(Task requirements) Scan the entries below and return each line that contains "usize".

Extracted data section start

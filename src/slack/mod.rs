pub mod action_point;
pub mod client;
pub mod commands;
pub mod events;
pub mod guard;
pub mod oauth;
pub mod payloads;
pub mod server;
pub mod service;
pub mod state;

pub use server::*;
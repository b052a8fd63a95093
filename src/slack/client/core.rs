use std::fmt::{Debug, Display};

use serde::{de::DeserializeOwned, Deserialize, Serialize};

#[derive(Clone)]
pub struct Client {
    http: reqwest::Client,
    access_token: Option<String>,
}

impl Client {
    pub fn new() -> Self {
        Self {
            http: reqwest::Client::new(),
            access_token: None,
        }
    }

    pub fn with_access_token(&self, access_token: &str) -> Self {
        Self {
            http: self.http.clone(),
            access_token: Some(access_token.to_string()),
        }
    }

    pub async fn post_json(
        &self,
        url: &str,
        body: &(impl Serialize + Debug + Sync),
    ) -> Result<Response, Error> {
        log::trace!("sending json post request to {}: {:?}", url, body);

        let mut req = self.http.post(url).json(body);
        if let Some(access_token) = &self.access_token {
            req = req.bearer_auth(access_token);
        }
        let res: Response = req.send().await?.into();

        log::trace!("received response from post request to {}: {:?}", url, res);

        Ok(res)
    }

    pub async fn post_form(
        &self,
        url: &str,
        body: &(impl Serialize + Debug + Sync),
    ) -> Result<Response, Error> {
        log::trace!("sending form post request to {}", url);

        let res: Response = self.http.post(url).form(body).send().await?.into();

        log::trace!("received response from post request to {}: {:?}", url, res);

        Ok(res)
    }

    pub async fn get(
        &self,
        url: &str,
        query: Option<&(impl Serialize + Debug + Sync)>,
    ) -> Result<Response, Error> {
        log::trace!("sending get request to {}: {:?}", url, query);

        let mut req = self.http.get(url);

        if let Some(query) = query {
            req = req.query(query);
        }

        if let Some(access_token) = &self.access_token {
            req = req.bearer_auth(access_token);
        }

        let res: Response = req.send().await?.into();

        log::trace!("received response from get request to {}: {:?}", url, res);

        Ok(res)
    }
}

impl Default for Client {
    fn default() -> Self {
        Self::new()
    }
}

#[derive(Debug)]
pub struct Response {
    response: reqwest::Response,
}

impl Response {
    pub async fn text(self) -> Result<String, Error> {
        Ok(self.response.text().await?)
    }

    /// Parses a Slack Web API reply, turning `ok: false` into an error.
    pub async fn api<T: DeserializeOwned>(self) -> Result<T, Error> {
        let body = self.text().await?;
        let reply: ApiReply = serde_json::from_str(&body)?;
        if !reply.ok {
            return Err(Error {
                message: reply.error.unwrap_or_else(|| String::from("unknown_error")),
            });
        }
        Ok(serde_json::from_str(&body)?)
    }
}

impl From<reqwest::Response> for Response {
    fn from(response: reqwest::Response) -> Self {
        Self { response }
    }
}

#[derive(Deserialize)]
struct ApiReply {
    ok: bool,
    error: Option<String>,
}

/// Replies that carry nothing but the `ok` flag.
#[derive(Deserialize, Debug)]
pub struct Empty {}

#[derive(Debug, PartialEq)]
pub struct Error {
    pub message: String,
}

impl<T: Display> From<T> for Error {
    fn from(err: T) -> Self {
        Self {
            message: err.to_string(),
        }
    }
}
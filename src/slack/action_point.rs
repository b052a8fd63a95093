use axum::Json;
use serde::{Deserialize, Serialize};
use serde_json::Value;

/// URL verification handshake
#[derive(Deserialize, Debug)]
pub struct ChallengeRequest {
    pub challenge: Option<Value>,
}

#[derive(Serialize, Debug)]
pub struct ChallengeResponse {
    #[serde(skip_serializing_if = "Option::is_none")]
    pub challenge: Option<Value>,
}

pub async fn execute(Json(body): Json<ChallengeRequest>) -> Json<ChallengeResponse> {
    log::trace!("received url verification: {:?}", body);

    Json(ChallengeResponse {
        challenge: body.challenge,
    })
}
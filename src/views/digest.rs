use serde_json::{json, Value};

use crate::domain::entities::Link;

use super::entities::{context, divider, section, MessageView};
use super::locale::{render, Locale};
use super::share_message::mentions;
use super::{short_id, Error};

pub const CONTENT_PREVIEW_LENGTH: usize = 80;

/// Links the caller shared, with who they went to.
pub fn build_outgoing_links_digest(
    locale: Locale,
    links: &[Link],
    total_recipient_count: usize,
) -> Result<MessageView, Error> {
    let messages = locale.messages();
    let mut blocks = Vec::with_capacity(links.len() * 3);
    for link in links.iter() {
        let recipients = if link.shared_users.len() == total_recipient_count {
            messages.everyone.to_string()
        } else {
            render(
                messages.mentioned_users,
                json!({
                    "mentions": mentions(
                        link.shared_users.iter().map(|user| user.slack_user_id.as_str())
                    )
                }),
            )?
        };
        let attribution = render(
            messages.outgoing_attribution,
            json!({ "recipients": recipients }),
        )?;
        let date = locale.format_date(link.created_at, messages.outgoing_date);
        blocks.extend(link_blocks(locale, link, &date, &attribution)?);
    }
    wrap(locale, blocks, messages.outgoing_empty)
}

/// Links shared with the caller, with who shared them.
pub fn build_incoming_links_digest(locale: Locale, links: &[Link]) -> Result<MessageView, Error> {
    let messages = locale.messages();
    let mut blocks = Vec::with_capacity(links.len() * 3);
    for link in links.iter() {
        let attribution = render(
            messages.shared_by,
            json!({ "user_id": link.sharing_user.slack_user_id }),
        )?;
        let date = locale.format_date(link.created_at, messages.incoming_date);
        blocks.extend(link_blocks(locale, link, &date, &attribution)?);
    }
    wrap(locale, blocks, messages.incoming_empty)
}

/// First [`CONTENT_PREVIEW_LENGTH`] characters of the content. The ellipsis
/// follows whenever the preview is that long, including content of exactly
/// that length.
pub fn preview(locale: Locale, content: &str) -> String {
    let mut kept: String = content.chars().take(CONTENT_PREVIEW_LENGTH).collect();
    if kept.chars().count() == CONTENT_PREVIEW_LENGTH {
        kept.push_str(locale.messages().ellipsis);
    }
    kept
}

fn link_blocks(
    locale: Locale,
    link: &Link,
    date: &str,
    attribution: &str,
) -> Result<[Value; 3], Error> {
    let messages = locale.messages();
    Ok([
        context(&render(
            messages.short_id,
            json!({ "id": short_id::encode(&link.id) }),
        )?),
        section(&render(
            messages.digest_entry,
            json!({
                "date": date,
                "attribution": attribution,
                "content": preview(locale, &link.content),
                "url": link.url,
                "title": messages.default_link_title,
            }),
        )?),
        divider(),
    ])
}

fn wrap(locale: Locale, blocks: Vec<Value>, empty_message: &str) -> Result<MessageView, Error> {
    if !blocks.is_empty() {
        return Ok(MessageView::blocks(blocks));
    }
    let text = render(
        locale.messages().digest_empty,
        json!({ "message": empty_message }),
    )?;
    Ok(MessageView::blocks(vec![section(&text)]))
}
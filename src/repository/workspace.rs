use std::sync::Mutex;

use async_trait::async_trait;
use bson::doc;

use crate::domain::entities::Workspace;

use super::errors::{FindError, InsertError, UpdateError};

#[async_trait]
pub trait Repository: Send + Sync {
    async fn insert(&self, workspace: Workspace) -> Result<Workspace, InsertError>;
    async fn update(&self, workspace: Workspace) -> Result<Workspace, UpdateError>;
    async fn find_by_team(&self, team_id: String) -> Result<Workspace, FindError>;
}

pub struct MongoDbRepository {
    db: mongodb::Database,
}

impl MongoDbRepository {
    pub async fn new(
        uri: &str,
        database: &str,
        pool_size: u32,
    ) -> Result<MongoDbRepository, mongodb::error::Error> {
        // Parse a connection string into an options struct.
        let mut client_options = mongodb::options::ClientOptions::parse(uri).await?;
        client_options.max_pool_size = Some(pool_size);

        let client = mongodb::Client::with_options(client_options)?;
        let db = client.database(database);

        db.run_command(doc! {"ping": 1}, None).await?;

        Ok(MongoDbRepository { db })
    }
}

#[async_trait]
impl Repository for MongoDbRepository {
    async fn insert(&self, workspace: Workspace) -> Result<Workspace, InsertError> {
        match self.find_by_team(workspace.team_id.clone()).await {
            Ok(..) => return Err(InsertError::Conflict),
            Err(error) if error != FindError::NotFound => return Err(InsertError::Unknown),
            _ => (),
        };

        self.db
            .collection::<Workspace>("workspaces")
            .insert_one(&workspace, None)
            .await?;

        Ok(workspace)
    }

    async fn update(&self, workspace: Workspace) -> Result<Workspace, UpdateError> {
        let filter = doc! {"team_id": workspace.team_id.clone()};
        let update = doc! {"$set": bson::to_document(&workspace)?};
        let result = self
            .db
            .collection::<Workspace>("workspaces")
            .update_one(filter, update, None)
            .await?;

        if result.matched_count == 0 {
            return Err(UpdateError::NotFound);
        }
        Ok(workspace)
    }

    async fn find_by_team(&self, team_id: String) -> Result<Workspace, FindError> {
        let filter = doc! { "team_id": team_id };
        let workspace = self
            .db
            .collection::<Workspace>("workspaces")
            .find_one(filter, None)
            .await?;

        match workspace {
            Some(workspace) => Ok(workspace),
            None => Err(FindError::NotFound),
        }
    }
}

pub struct InMemoryRepository {
    workspaces: Mutex<Vec<Workspace>>,
}

impl InMemoryRepository {
    pub fn new() -> InMemoryRepository {
        InMemoryRepository {
            workspaces: Mutex::new(vec![]),
        }
    }
}

impl Default for InMemoryRepository {
    fn default() -> Self {
        Self::new()
    }
}

#[async_trait]
impl Repository for InMemoryRepository {
    async fn insert(&self, workspace: Workspace) -> Result<Workspace, InsertError> {
        let mut lock = self.workspaces.lock().map_err(|_| InsertError::Unknown)?;
        if lock.iter().any(|stored| stored.team_id == workspace.team_id) {
            return Err(InsertError::Conflict);
        }
        lock.push(workspace.clone());
        Ok(workspace)
    }

    async fn update(&self, workspace: Workspace) -> Result<Workspace, UpdateError> {
        let mut lock = self.workspaces.lock().map_err(|_| UpdateError::Unknown)?;
        match lock
            .iter_mut()
            .find(|stored| stored.team_id == workspace.team_id)
        {
            Some(stored) => {
                *stored = workspace.clone();
                Ok(workspace)
            }
            None => Err(UpdateError::NotFound),
        }
    }

    async fn find_by_team(&self, team_id: String) -> Result<Workspace, FindError> {
        let lock = self.workspaces.lock().map_err(|_| FindError::Unknown)?;
        lock.iter()
            .find(|stored| stored.team_id == team_id)
            .cloned()
            .ok_or(FindError::NotFound)
    }
}
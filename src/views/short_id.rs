//! Compact rendering of link ids.
//!
//! A UUID is written as its 128-bit value in base 58 with the Flickr alphabet
//! and left-padded to [`SHORT_ID_LENGTH`] symbols, so every UUID maps to
//! exactly one short id and back.

use uuid::Uuid;

const ALPHABET: &[u8; 58] = b"123456789abcdefghijkmnopqrstuvwxyzABCDEFGHJKLMNPQRSTUVWXYZ";
const BASE: u128 = 58;

/// Symbols needed for `u128::MAX` in base 58.
pub const SHORT_ID_LENGTH: usize = 22;

#[derive(Debug, PartialEq)]
pub enum Error {
    InvalidLength(usize),
    InvalidSymbol(char),
    Overflow,
}

pub fn encode(id: &Uuid) -> String {
    let mut value = id.as_u128();
    let mut symbols = Vec::with_capacity(SHORT_ID_LENGTH);
    while value > 0 {
        symbols.push(ALPHABET[(value % BASE) as usize]);
        value /= BASE;
    }
    symbols.resize(SHORT_ID_LENGTH, ALPHABET[0]);
    symbols.iter().rev().map(|symbol| *symbol as char).collect()
}

pub fn decode(short_id: &str) -> Result<Uuid, Error> {
    let length = short_id.chars().count();
    if length != SHORT_ID_LENGTH {
        return Err(Error::InvalidLength(length));
    }

    let value = short_id.chars().try_fold(0u128, |acc, symbol| {
        let digit = ALPHABET
            .iter()
            .position(|candidate| *candidate as char == symbol)
            .ok_or(Error::InvalidSymbol(symbol))?;
        acc.checked_mul(BASE)
            .and_then(|acc| acc.checked_add(digit as u128))
            .ok_or(Error::Overflow)
    })?;

    Ok(Uuid::from_u128(value))
}
use chrono::{TimeZone, Utc};
use uuid::Uuid;

use super::entities::{Link, Tag, User, Workspace};

pub const TEAM_ID: &str = "T0001";
pub const SHARING_USER_ID: &str = "U0001";
pub const LINK_ID: &str = "0e8b2d3c-4a6f-4f2a-9c1d-7b5e8f9a0b1c";

pub fn mock_tags() -> Vec<Tag> {
    vec![
        Tag {
            id: "tag-1".to_string(),
            name: "개발".to_string(),
        },
        Tag {
            id: "tag-2".to_string(),
            name: "디자인".to_string(),
        },
        Tag {
            id: "tag-3".to_string(),
            name: "회고".to_string(),
        },
    ]
}

pub fn mock_sharing_user() -> User {
    User::new(SHARING_USER_ID, TEAM_ID)
}

pub fn mock_shared_users() -> Vec<User> {
    vec![User::new("U0002", TEAM_ID), User::new("U0003", TEAM_ID)]
}

pub fn mock_link() -> Link {
    Link {
        id: Uuid::parse_str(LINK_ID).expect("mock link id is a valid uuid"),
        url: "https://example.com/post".to_string(),
        content: "읽어볼 만한 글".to_string(),
        created_at: Utc.with_ymd_and_hms(2023, 3, 5, 1, 0, 0).unwrap(),
        sharing_user: mock_sharing_user(),
        shared_users: mock_shared_users(),
        tags: vec![mock_tags()[0].clone()],
    }
}

pub fn mock_workspace() -> Workspace {
    Workspace {
        team_id: TEAM_ID.to_string(),
        access_token: "xoxb-workspace".to_string(),
        bot_user_id: Some("B0001".to_string()),
    }
}
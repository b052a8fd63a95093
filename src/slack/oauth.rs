use std::{fmt::Display, sync::Arc};

use axum::extract::{Query, State};
use serde::Deserialize;

use super::state::AppState;

pub const ACKNOWLEDGEMENT: &str = "hello";

#[derive(Deserialize)]
pub struct OAuthQuery {
    pub code: Option<String>,
    pub error: Option<String>,
}

impl Display for OAuthQuery {
    fn fmt(&self, f: &mut std::fmt::Formatter<'_>) -> std::fmt::Result {
        if let Some(err) = &self.error {
            return write!(f, "error={}", err);
        }
        if self.code.is_some() {
            return write!(f, "code=<redacted>");
        }
        write!(f, "empty")
    }
}

/// Registers the workspace in the background. The installation flow always
/// gets the acknowledgement, whatever happens to the registration.
pub async fn execute(
    State(state): State<Arc<AppState>>,
    Query(query): Query<OAuthQuery>,
) -> &'static str {
    log::trace!("received oauth authorization: {}", query);

    match query.code.clone() {
        Some(code) => {
            tokio::spawn(async move {
                if !state.service.access_workspace(&code).await {
                    log::warn!("workspace registration failed");
                }
            });
        }
        None => log::warn!("oauth callback without code: {}", query),
    }

    ACKNOWLEDGEMENT
}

Extracted data section end

(Response area)
pub const CONTENT_PREVIEW_LENGTH: usize = 80;
    total_recipient_count: usize,
pub const SHORT_ID_LENGTH: usize = 22;
    InvalidLength(usize),
        symbols.push(ALPHABET[(value % BASE) as usize]);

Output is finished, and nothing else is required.